Develop a trend line that shows how long you can expect it to take if there are 200,000 and 500,000 rules. Perform another run at 200,000. See if the trend line is correct, if not, revise your method of developing the trend line.
Step 3. Measure the database and network activity as the system processes the 20,000 rule sets. See if there is more activity happening with more rules.

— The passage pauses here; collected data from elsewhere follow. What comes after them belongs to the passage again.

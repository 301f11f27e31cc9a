//! # Chromium Driver
//!
//! [`BrowserDriver`] over the Chrome DevTools Protocol using `chromiumoxide`.
//! Each [`BrowserContext`] maps onto a CDP browser context, which gives it its
//! own cookie jar, storage and cache. Viewport and user agent overrides are
//! applied to every page created inside the context.

use async_trait::async_trait;
use chromiumoxide::browser::{Browser, BrowserConfig};
use chromiumoxide::cdp::browser_protocol::emulation::{
    SetDeviceMetricsOverrideParams, SetUserAgentOverrideParams,
};
use chromiumoxide::cdp::browser_protocol::browser::BrowserContextId;
use chromiumoxide::cdp::browser_protocol::target::{
    CreateBrowserContextParams, CreateTargetParams, DisposeBrowserContextParams,
};
use chromiumoxide::cdp::js_protocol::runtime::EvaluateParams;
use chromiumoxide::page::Page;
use dashmap::DashMap;
use futures::StreamExt;
use serde::de::DeserializeOwned;
use serde::Deserialize;
use std::sync::atomic::{AtomicBool, Ordering};
use std::sync::Arc;
use std::time::Duration;
use tokio::sync::Mutex;
use tokio::task::JoinHandle;
use tracing::{debug, info, warn};

use super::{
    BrowserContext, BrowserDriver, BrowserLauncher, BrowserPage, ContextOptions, ViewportSize,
};
use crate::config::BrowserSettings;
use crate::error::{FlowError, FlowResult};
use crate::logging::log_context_operation;

/// Launches a local Chrome/Chromium
#[derive(Debug, Clone, Copy, Default)]
pub struct ChromiumLauncher;

#[async_trait]
impl BrowserLauncher for ChromiumLauncher {
    async fn launch(&self, settings: &BrowserSettings) -> FlowResult<Arc<dyn BrowserDriver>> {
        Ok(Arc::new(ChromiumDriver::launch(settings).await?))
    }
}

type ContextRegistry = DashMap<String, BrowserContextId>;

/// A running Chromium process
pub struct ChromiumDriver {
    browser: Arc<Mutex<Browser>>,
    handler: parking_lot::Mutex<Option<JoinHandle<()>>>,
    open_contexts: Arc<ContextRegistry>,
    shut_down: AtomicBool,
}

impl std::fmt::Debug for ChromiumDriver {
    fn fmt(&self, f: &mut std::fmt::Formatter<'_>) -> std::fmt::Result {
        f.debug_struct("ChromiumDriver")
            .field("open_contexts", &self.open_contexts.len())
            .field("shut_down", &self.shut_down.load(Ordering::SeqCst))
            .finish()
    }
}

impl ChromiumDriver {
    /// Launch a browser process and spawn its CDP handler
    pub async fn launch(settings: &BrowserSettings) -> FlowResult<Self> {
        let mut builder = BrowserConfig::builder()
            .request_timeout(Duration::from_millis(settings.request_timeout_ms));

        if !settings.headless {
            builder = builder.with_head();
        }
        if !settings.sandbox {
            builder = builder.no_sandbox();
        }
        if let Some(ref path) = settings.chrome_executable {
            builder = builder.chrome_executable(path);
        }

        let config = builder.build().map_err(FlowError::browser)?;
        let (browser, mut handler) = Browser::launch(config).await?;

        let handler_task = tokio::spawn(async move {
            while let Some(event) = handler.next().await {
                // Unknown CDP messages from newer Chrome builds are not fatal
                if let Err(e) = event {
                    debug!("CDP handler event error: {}", e);
                }
            }
        });

        info!(
            headless = settings.headless,
            sandbox = settings.sandbox,
            "Launched Chromium"
        );

        Ok(Self {
            browser: Arc::new(Mutex::new(browser)),
            handler: parking_lot::Mutex::new(Some(handler_task)),
            open_contexts: Arc::new(DashMap::new()),
            shut_down: AtomicBool::new(false),
        })
    }

    /// Number of contexts created and not yet closed
    pub fn open_context_count(&self) -> usize {
        self.open_contexts.len()
    }
}

#[async_trait]
impl BrowserDriver for ChromiumDriver {
    async fn new_context(&self, options: ContextOptions) -> FlowResult<Arc<dyn BrowserContext>> {
        if self.shut_down.load(Ordering::SeqCst) {
            return Err(FlowError::browser("browser has been shut down"));
        }

        let id = {
            let browser = self.browser.lock().await;
            let response = browser
                .execute(CreateBrowserContextParams::default())
                .await?;
            response.result.browser_context_id.clone()
        };
        let key = id.inner().clone();
        self.open_contexts.insert(key.clone(), id.clone());
        log_context_operation("create", &key, None);

        Ok(Arc::new(ChromiumContext {
            key,
            id,
            options,
            browser: Arc::clone(&self.browser),
            registry: Arc::clone(&self.open_contexts),
            closed: AtomicBool::new(false),
        }))
    }

    async fn shutdown(&self) -> FlowResult<()> {
        if self.shut_down.swap(true, Ordering::SeqCst) {
            return Ok(());
        }

        let leaked: Vec<String> = self
            .open_contexts
            .iter()
            .map(|entry| entry.key().clone())
            .collect();

        let mut browser = self.browser.lock().await;
        for key in leaked {
            if let Some((_, id)) = self.open_contexts.remove(&key) {
                warn!(context_id = %key, "Disposing context left open at shutdown");
                if let Err(e) = browser.execute(DisposeBrowserContextParams::new(id)).await {
                    warn!(context_id = %key, "Failed to dispose context: {}", e);
                }
            }
        }

        browser.close().await?;
        if let Err(e) = browser.wait().await {
            warn!("Browser process did not exit cleanly: {}", e);
        }
        drop(browser);

        if let Some(handle) = self.handler.lock().take() {
            handle.abort();
        }

        info!("Chromium shut down");
        Ok(())
    }
}

impl Drop for ChromiumDriver {
    fn drop(&mut self) {
        if let Some(handle) = self.handler.get_mut().take() {
            handle.abort();
        }
    }
}

/// A CDP browser context
struct ChromiumContext {
    key: String,
    id: BrowserContextId,
    options: ContextOptions,
    browser: Arc<Mutex<Browser>>,
    registry: Arc<ContextRegistry>,
    closed: AtomicBool,
}

impl ChromiumContext {
    async fn apply_options(&self, page: &Page) -> FlowResult<()> {
        if let Some(viewport) = self.options.viewport {
            let metrics = SetDeviceMetricsOverrideParams::builder()
                .width(i64::from(viewport.width))
                .height(i64::from(viewport.height))
                .device_scale_factor(self.options.device_scale_factor.unwrap_or(1.0))
                .mobile(self.options.is_mobile)
                .build()
                .map_err(FlowError::browser)?;
            page.execute(metrics).await?;
        }

        if let Some(ref user_agent) = self.options.user_agent {
            page.execute(SetUserAgentOverrideParams::new(user_agent.clone()))
                .await?;
        }

        Ok(())
    }
}

#[async_trait]
impl BrowserContext for ChromiumContext {
    fn context_id(&self) -> &str {
        &self.key
    }

    fn options(&self) -> &ContextOptions {
        &self.options
    }

    async fn new_page(&self) -> FlowResult<Arc<dyn BrowserPage>> {
        if self.is_closed() {
            return Err(FlowError::ContextClosed {
                context_id: self.key.clone(),
            });
        }

        let params = CreateTargetParams::builder()
            .url("about:blank")
            .browser_context_id(self.id.clone())
            .build()
            .map_err(FlowError::browser)?;

        let page = {
            let browser = self.browser.lock().await;
            browser.new_page(params).await?
        };
        self.apply_options(&page).await?;
        log_context_operation("new_page", &self.key, None);

        Ok(Arc::new(ChromiumPage { page }))
    }

    async fn close(&self) -> FlowResult<()> {
        if self.closed.swap(true, Ordering::SeqCst) {
            return Ok(());
        }
        // Already disposed by a driver shutdown
        if self.registry.remove(&self.key).is_none() {
            return Ok(());
        }

        let browser = self.browser.lock().await;
        browser
            .execute(DisposeBrowserContextParams::new(self.id.clone()))
            .await?;
        log_context_operation("close", &self.key, None);
        Ok(())
    }

    fn is_closed(&self) -> bool {
        self.closed.load(Ordering::SeqCst)
    }
}

const VISIBILITY_SCRIPT: &str = r#"(selector) => {
    const el = document.querySelector(selector);
    if (!el) { return false; }
    const rect = el.getBoundingClientRect();
    const style = window.getComputedStyle(el);
    return rect.width > 0 && rect.height > 0 && style.visibility !== 'hidden';
}"#;

const TEXT_SCRIPT: &str = r#"(selector) => {
    const el = document.querySelector(selector);
    return el ? { found: true, text: el.textContent || '' } : { found: false, text: '' };
}"#;

const VIEWPORT_SCRIPT: &str = "({ width: window.innerWidth, height: window.innerHeight })";

#[derive(Debug, Deserialize)]
struct TextLookup {
    found: bool,
    text: String,
}

/// A CDP page
struct ChromiumPage {
    page: Page,
}

impl ChromiumPage {
    /// `(script)(selector)` with the selector passed as a JSON string literal
    fn call_with_selector(script: &str, selector: &str) -> FlowResult<String> {
        let literal = serde_json::to_string(selector)?;
        Ok(format!("({script})({literal})"))
    }

    /// Evaluate `expression` as a plain expression and deserialize its value
    async fn eval<T: DeserializeOwned>(&self, expression: String) -> FlowResult<T> {
        let params = EvaluateParams::builder()
            .expression(expression)
            .return_by_value(true)
            .build()
            .map_err(FlowError::browser)?;
        Ok(self.page.evaluate_expression(params).await?.into_value()?)
    }
}

#[async_trait]
impl BrowserPage for ChromiumPage {
    async fn goto(&self, url: &str) -> FlowResult<()> {
        self.page
            .goto(url)
            .await
            .map_err(|e| FlowError::navigation(url, e.to_string()))?;
        debug!("Navigated to {}", url);
        Ok(())
    }

    async fn is_visible(&self, selector: &str) -> FlowResult<bool> {
        let expression = Self::call_with_selector(VISIBILITY_SCRIPT, selector)?;
        self.eval(expression).await
    }

    async fn text_content(&self, selector: &str) -> FlowResult<Option<String>> {
        let expression = Self::call_with_selector(TEXT_SCRIPT, selector)?;
        let lookup: TextLookup = self.eval(expression).await?;
        Ok(lookup.found.then_some(lookup.text))
    }

    async fn viewport_size(&self) -> FlowResult<Option<ViewportSize>> {
        let size: ViewportSize = self.eval(VIEWPORT_SCRIPT.to_string()).await?;
        Ok(Some(size))
    }
}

If so the more you speed up the throughput to and from the SQL server the faster it will run.
If these are "relatively low," then CPU and RAM speed are likely where you'll want to beef up the requested machines specification...
Of course if all this testing is going to cost your employer more than buying the beefiest server hardware possible, just quantify the cost of the time spent testing vs. the cost of buying the best server and being done with it and only tweaking your app and the SQL that you control to improve performance...
If this system is not first of a kind, so you can consider following:
Re-use (after additional evaluation) hardware requirements from previous projects
Evaluate hardware requirements based on workload and hardware configuration of existing application
If that is not the case and performance requirements are very important, then the best way would be to create a prototype with, say, 10 rules implemented. Process the dataset using the prototype and extrapolate to a full rule set. Based on this information you should be able to derive initial performance and hardware requirements. Then you can fine tune these specifications taking into account planned growth in processed data volume, scalability requirements and redundancy.